Herat is an ancient jewel – or so I’m told. It has lots of history and might have been here in some form or another for about 2700 years. Indeed one august person, writing in an encyclopaedia in 1902, suggested it was ‘the key of India’ and that if you want to study the history of Persia and all that stuff you can’t miss out on Herat. Another poet called it the Jewel of Khoristan, a place lost in the sands of time. The first lot here were probably the Zoroastrians. Other visitors included Genghis Khan and Alexander the Great.
It’s right next to Iran and it has a very nice river running through it. The river is called the Heri-rud, I think, and it runs through some pretty fertile looking alluvial plains. I’m told that on these plains the ‘best grapes in the world’ are grown. I don’t know if they still make wine here but apparently it used to happen. When we flew over it the other day the river looked pretty full and I could see what appeared to be some well constructed canals that almost certainly pre-date USAID and other more recent irrigation builders. I couldn’t see any red poppies.
Right in the town are two very elegant buildings. One is Alexander the Great’s fortress, probably benefiting from some recent maintenance, and the other is a very elegant Blue Mosque with six portals and a few minarets. It was once massive and is still pretty big, if showing some signs of age. This is truly a building worth visiting and I hope to squeeze a bit of time in before leaving to check it out more closely and do a quick run of the surrounding markets which are obviously old style structures and very busy. No foreign faces there this arvo when I drove through.

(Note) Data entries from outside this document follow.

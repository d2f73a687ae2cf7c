use crate::device::{GraphicsDevice, ShaderStage};
use crate::error::{Error, Result};

use super::{DescriptorSet, PipelineState, PipelineStateDesc, UniformDescriptor};

/// Compiles, links and reflects one pipeline state.
///
/// Shader objects are deleted once the program is linked, or as soon as a
/// later step fails. Compiler and linker logs are carried verbatim in the error.
pub fn build_pipeline_state<D: GraphicsDevice>(
    device: &mut D,
    name: &str,
    desc: &PipelineStateDesc,
) -> Result<PipelineState<D>> {
    let vertex = compile(device, ShaderStage::Vertex, &desc.vertex_source)?;
    let fragment = match compile(device, ShaderStage::Fragment, &desc.fragment_source) {
        Ok(shader) => shader,
        Err(err) => {
            device.delete_shader(vertex);
            return Err(err);
        }
    };

    let linked = device.link_program(vertex, fragment);
    device.delete_shader(vertex);
    device.delete_shader(fragment);
    let program = linked.map_err(|log| Error::ProgramLink { log })?;

    let (uniforms, samplers) = reflect(device, program);

    log::info!(
        "built pipeline state `{}` ({} uniforms, {} samplers)",
        name,
        uniforms.len(),
        samplers.len()
    );

    Ok(PipelineState {
        name: name.to_string(),
        program,
        uniforms,
        samplers,
        input_layout: desc.input_layout.clone(),
        root_signature: desc.root_signature.clone(),
        depth_stencil_state: desc.depth_stencil_state,
    })
}

fn compile<D: GraphicsDevice>(device: &mut D, stage: ShaderStage, source: &str) -> Result<D::Shader> {
    device
        .compile_shader(stage, source)
        .map_err(|log| Error::ShaderCompile { stage, log })
}

/// Walks active uniforms in ascending index order and splits them by type tag.
fn reflect<D: GraphicsDevice>(
    device: &D,
    program: D::Program,
) -> (DescriptorSet<D::UniformLocation>, DescriptorSet<D::UniformLocation>) {
    let mut uniforms = DescriptorSet::new();
    let mut samplers = DescriptorSet::new();

    for index in 0..device.active_uniform_count(program) {
        let Some(active) = device.active_uniform(program, index) else {
            log::debug!("active uniform {index} not reported by the device; skipped");
            continue;
        };

        if uniforms.contains(&active.name) || samplers.contains(&active.name) {
            log::warn!("active uniform `{}` reported twice; keeping the first", active.name);
            continue;
        }

        let location = device.uniform_location(program, &active.name);
        let descriptor = UniformDescriptor {
            name: active.name,
            size: active.size,
            ty: active.ty,
            location,
        };

        if descriptor.ty.is_sampler() {
            samplers.insert(descriptor);
        } else {
            uniforms.insert(descriptor);
        }
    }

    (uniforms, samplers)
}

#[cfg(test)]
mod tests {
    use super::*;
    use crate::device::{Call, CompareFunc, ProgramInterface, RecordingDevice, UniformType};
    use crate::pipeline::{DepthStencilState, RootSignature};

    const VS: &str = "attribute vec3 aPosition; uniform mat4 uMvp; void main() {}";
    const FS: &str = "uniform sampler2D uDiffuse; uniform vec4 uTint; void main() {}";

    fn device_with(interface: ProgramInterface) -> RecordingDevice {
        let mut dev = RecordingDevice::new();
        dev.define_program(VS, FS, interface);
        dev
    }

    // ── reflection ────────────────────────────────────────────────────────

    #[test]
    fn partitions_samplers_from_uniforms() {
        let mut dev = device_with(
            ProgramInterface::new()
                .uniform("uMvp", UniformType::FloatMat4)
                .uniform("uDiffuse", UniformType::Sampler2d)
                .uniform("uTint", UniformType::FloatVec4)
                .uniform("uSky", UniformType::SamplerCube)
                .uniform_array("uWeights", 8, UniformType::Float),
        );

        let pso = build_pipeline_state(&mut dev, "lit", &PipelineStateDesc::new(VS, FS)).unwrap();

        assert_eq!(pso.uniforms().names().collect::<Vec<_>>(), ["uMvp", "uTint", "uWeights"]);
        assert_eq!(pso.samplers().names().collect::<Vec<_>>(), ["uDiffuse", "uSky"]);
        assert_eq!(pso.uniforms().get("uWeights").unwrap().size, 8);

        for name in pso.uniforms().names() {
            assert!(!pso.samplers().contains(name));
        }
        assert_eq!(pso.uniforms().len() + pso.samplers().len(), 5);
    }

    #[test]
    fn reflection_is_ascending_index_order() {
        let mut dev = device_with(
            ProgramInterface::new()
                .uniform("u0", UniformType::FloatVec4)
                .uniform("u1", UniformType::FloatVec4)
                .uniform("u2", UniformType::FloatVec4),
        );

        let pso = build_pipeline_state(&mut dev, "p", &PipelineStateDesc::new(VS, FS)).unwrap();

        let indices: Vec<u32> = pso
            .uniforms()
            .iter()
            .map(|d| d.location.unwrap().index)
            .collect();
        assert_eq!(indices, [0, 1, 2]);
    }

    #[test]
    fn carries_optional_descriptors() {
        let mut dev = device_with(ProgramInterface::new());
        let desc = PipelineStateDesc::new(VS, FS)
            .with_root_signature(RootSignature::new().uniform(0, "uMvp"))
            .with_depth_stencil(DepthStencilState::enabled(CompareFunc::Less));

        let pso = build_pipeline_state(&mut dev, "p", &desc).unwrap();

        assert!(pso.input_layout().is_none());
        assert_eq!(pso.root_signature(), desc.root_signature.as_ref());
        assert_eq!(pso.depth_stencil_state(), desc.depth_stencil_state.as_ref());
        assert_eq!(pso.name(), "p");
    }

    // ── failures ──────────────────────────────────────────────────────────

    #[test]
    fn vertex_compile_failure_reports_stage_and_log() {
        let mut dev = device_with(ProgramInterface::new());
        dev.reject_source(VS, "0:1: 'attribute' : syntax error");

        let err = build_pipeline_state(&mut dev, "p", &PipelineStateDesc::new(VS, FS)).unwrap_err();

        match err {
            Error::ShaderCompile { stage, log } => {
                assert_eq!(stage, ShaderStage::Vertex);
                assert_eq!(log, "0:1: 'attribute' : syntax error");
            }
            other => panic!("unexpected error: {other:?}"),
        }
    }

    #[test]
    fn fragment_compile_failure_deletes_vertex_shader() {
        let mut dev = device_with(ProgramInterface::new());
        dev.reject_source(FS, "bad fragment");

        let err = build_pipeline_state(&mut dev, "p", &PipelineStateDesc::new(VS, FS)).unwrap_err();

        assert!(matches!(err, Error::ShaderCompile { stage: ShaderStage::Fragment, .. }));
        assert!(dev.calls().iter().any(|c| matches!(c, Call::DeleteShader(_))));
        assert!(!dev.calls().iter().any(|c| matches!(c, Call::LinkProgram { .. })));
    }

    #[test]
    fn link_failure_reports_log_and_deletes_shaders() {
        let mut dev = RecordingDevice::new();
        dev.reject_link(VS, FS, "varying vColor not written");

        let err = build_pipeline_state(&mut dev, "p", &PipelineStateDesc::new(VS, FS)).unwrap_err();

        assert!(matches!(err, Error::ProgramLink { ref log } if log == "varying vColor not written"));
        let deleted = dev
            .calls()
            .iter()
            .filter(|c| matches!(c, Call::DeleteShader(_)))
            .count();
        assert_eq!(deleted, 2);
    }
}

On Sunday, when we went out to visit a very small community based school – of which more later – I saw both the river and some of these canals rather more closely. There was also a very nice mountain-bike track constructed right beside the road with lots of humps and old tyres and stuff. It’s apparently a popular spot with the kids on Fridays. Locally constructed I would say and just as good as the one back home. in Namatjira Drive
Just past the bike track is a stone bridge called Pul i Malan. Pul is Dari for bridge. I counted 23 or 24 arches and it seems to have been there for a long time, maybe 400 years according to my local sources. It was apparently built by a woman. Stone by stone. A closer look suggests it was fixed up a bit in the last 30 years and sure enough a quick Google when I got home disclosed the information that it had been rather badly damaged in a bombing, or six, and had, controversially, been restored. Not sure why the fuss. Possibly people did not want to make it easier to get out of Herat or something.

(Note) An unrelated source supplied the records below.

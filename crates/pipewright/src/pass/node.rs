use std::collections::BTreeMap;

use crate::device::{IndexType, Topology};
use crate::error::StateError;

/// Vertex source for one input slot. Element layout comes from the bound
/// pipeline's input layout.
#[derive(Debug, Copy, Clone, PartialEq, Eq)]
pub struct VertexBufferView<B> {
    pub buffer: B,
}

#[derive(Debug, Copy, Clone, PartialEq, Eq)]
pub struct IndexBufferView<B> {
    pub buffer: B,
    pub index_type: IndexType,
    pub byte_offset: i32,
}

/// Non-indexed draw parameters.
#[derive(Debug, Copy, Clone, PartialEq, Eq)]
pub struct DrawArgs {
    pub topology: Topology,
    pub start_vertex: i32,
    pub vertex_count: i32,
}

/// Indexed draw parameters; element type and offset come from the node's index buffer view.
#[derive(Debug, Copy, Clone, PartialEq, Eq)]
pub struct DrawIndexedArgs {
    pub topology: Topology,
    pub index_count: i32,
}

#[derive(Debug, Copy, Clone, PartialEq, Eq)]
pub enum DrawCall {
    Arrays(DrawArgs),
    Indexed(DrawIndexedArgs),
}

/// A drawable unit: per-slot vertex buffers, an optional index buffer and one draw.
///
/// `B` is the device's buffer handle.
#[derive(Debug, Clone, PartialEq, Eq)]
pub struct Node<B> {
    pub vertex_buffer_views: BTreeMap<u32, VertexBufferView<B>>,
    pub index_buffer_view: Option<IndexBufferView<B>>,
    pub draw: DrawCall,
}

impl<B> Node<B> {
    pub fn arrays(topology: Topology, start_vertex: i32, vertex_count: i32) -> Self {
        Self {
            vertex_buffer_views: BTreeMap::new(),
            index_buffer_view: None,
            draw: DrawCall::Arrays(DrawArgs { topology, start_vertex, vertex_count }),
        }
    }

    pub fn indexed(topology: Topology, index_count: i32, index_buffer_view: IndexBufferView<B>) -> Self {
        Self {
            vertex_buffer_views: BTreeMap::new(),
            index_buffer_view: Some(index_buffer_view),
            draw: DrawCall::Indexed(DrawIndexedArgs { topology, index_count }),
        }
    }

    /// Feeds input slot `slot` from `buffer`.
    pub fn with_vertex_buffer(mut self, slot: u32, buffer: B) -> Self {
        self.vertex_buffer_views.insert(slot, VertexBufferView { buffer });
        self
    }

    /// Assembles a node from optional parts as they appear in a node record.
    ///
    /// Exactly one of `draw_args` / `draw_indexed_args` must be present.
    pub fn from_parts(
        vertex_buffer_views: BTreeMap<u32, VertexBufferView<B>>,
        index_buffer_view: Option<IndexBufferView<B>>,
        draw_args: Option<DrawArgs>,
        draw_indexed_args: Option<DrawIndexedArgs>,
    ) -> Result<Self, StateError> {
        let draw = match (draw_args, draw_indexed_args) {
            (Some(args), None) => DrawCall::Arrays(args),
            (None, Some(args)) => DrawCall::Indexed(args),
            (Some(_), Some(_)) => {
                return Err(StateError::InvalidDrawArgs { reason: "both drawArgs and drawIndexedArgs are set" });
            }
            (None, None) => {
                return Err(StateError::InvalidDrawArgs { reason: "neither drawArgs nor drawIndexedArgs is set" });
            }
        };

        Ok(Self { vertex_buffer_views, index_buffer_view, draw })
    }
}

#[cfg(test)]
mod tests {
    use super::*;

    const ARGS: DrawArgs = DrawArgs { topology: Topology::Triangles, start_vertex: 0, vertex_count: 3 };
    const INDEXED: DrawIndexedArgs = DrawIndexedArgs { topology: Topology::Triangles, index_count: 6 };

    #[test]
    fn from_parts_accepts_exactly_one_draw() {
        let node = Node::<u32>::from_parts(BTreeMap::new(), None, Some(ARGS), None).unwrap();
        assert_eq!(node.draw, DrawCall::Arrays(ARGS));

        let node = Node::<u32>::from_parts(BTreeMap::new(), None, None, Some(INDEXED)).unwrap();
        assert_eq!(node.draw, DrawCall::Indexed(INDEXED));
    }

    #[test]
    fn from_parts_rejects_both() {
        let err = Node::<u32>::from_parts(BTreeMap::new(), None, Some(ARGS), Some(INDEXED)).unwrap_err();
        assert!(matches!(err, StateError::InvalidDrawArgs { .. }));
    }

    #[test]
    fn from_parts_rejects_neither() {
        let err = Node::<u32>::from_parts(BTreeMap::new(), None, None, None).unwrap_err();
        assert!(matches!(err, StateError::InvalidDrawArgs { .. }));
    }

    #[test]
    fn builder_sets_vertex_slots() {
        let node = Node::arrays(Topology::Lines, 2, 4).with_vertex_buffer(1, 10u32).with_vertex_buffer(0, 11);
        assert_eq!(node.vertex_buffer_views.keys().copied().collect::<Vec<_>>(), [0, 1]);
        assert_eq!(node.vertex_buffer_views[&1].buffer, 10);
    }
}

On the other side of town, out near the Office of Women’s Affairs’ local hangout (I went there for a meeting), there is a rather elegant if slightly crumbly at the edges structure which might be the resting place of Genghis Khan’s son and is certainly the final destination of a few other notables whose names meant little to me. I didn’t have time to go inside, but it looks pretty impressive and very old and big. It’s called the Haji Abdullah Ansari shrine (I think). Adjacent to the entrance is a very large and well presented cemetery in which mere mortals are still being interred to this very day.
Nearby is a rather imposing, domed edifice of very recent construction which marks the current location of the son of Ismael Khan, the local warlord, former governor and occasional thorn in the side of President Karzai. Khan is also currently the as-yet-unendorsed Minister for Water and Energy – a national government position which could be a real little earner for him. So why, I hear you ask, has Karzai nominated him as a Minister for getting rich? Think of tents, direction of urination, and Faustian bargains. Also he might be less annoying there than as Governor of Herat, a job I think he really still holds in all but name.

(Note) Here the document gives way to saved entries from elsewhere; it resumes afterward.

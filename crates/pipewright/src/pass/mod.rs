//! Pass (command list) types.
//!
//! Responsibilities:
//! - the closed command set and its opcodes
//! - drawable nodes and their draw variants
//! - ordered passes handed to the interpreter
//!
//! Extending the command set:
//! - add a variant to `Command` and `Opcode`
//! - handle it in `Interpreter::execute` (the match is exhaustive)

mod cmd;
mod list;
mod node;

pub use cmd::{Command, Opcode, SamplerState, TextureBinding, UniformValue};
pub use list::Pass;
pub use node::{DrawArgs, DrawCall, DrawIndexedArgs, IndexBufferView, Node, VertexBufferView};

Anyway, my mate Ismael – I met him once when he visited the Finance Ministry – was Governor of Herat a few years ago and his son was Minister for Aviation (another little earner) who unfortunately got shot, possibly by some policemen. I’m not sure if any of the 200 or so people who were rounded up as suspects were ever convicted or are still alive. But anyway, young Khan has his own monument to posterity, although I am not sure it will last as well as Haji Abdullah’s next door.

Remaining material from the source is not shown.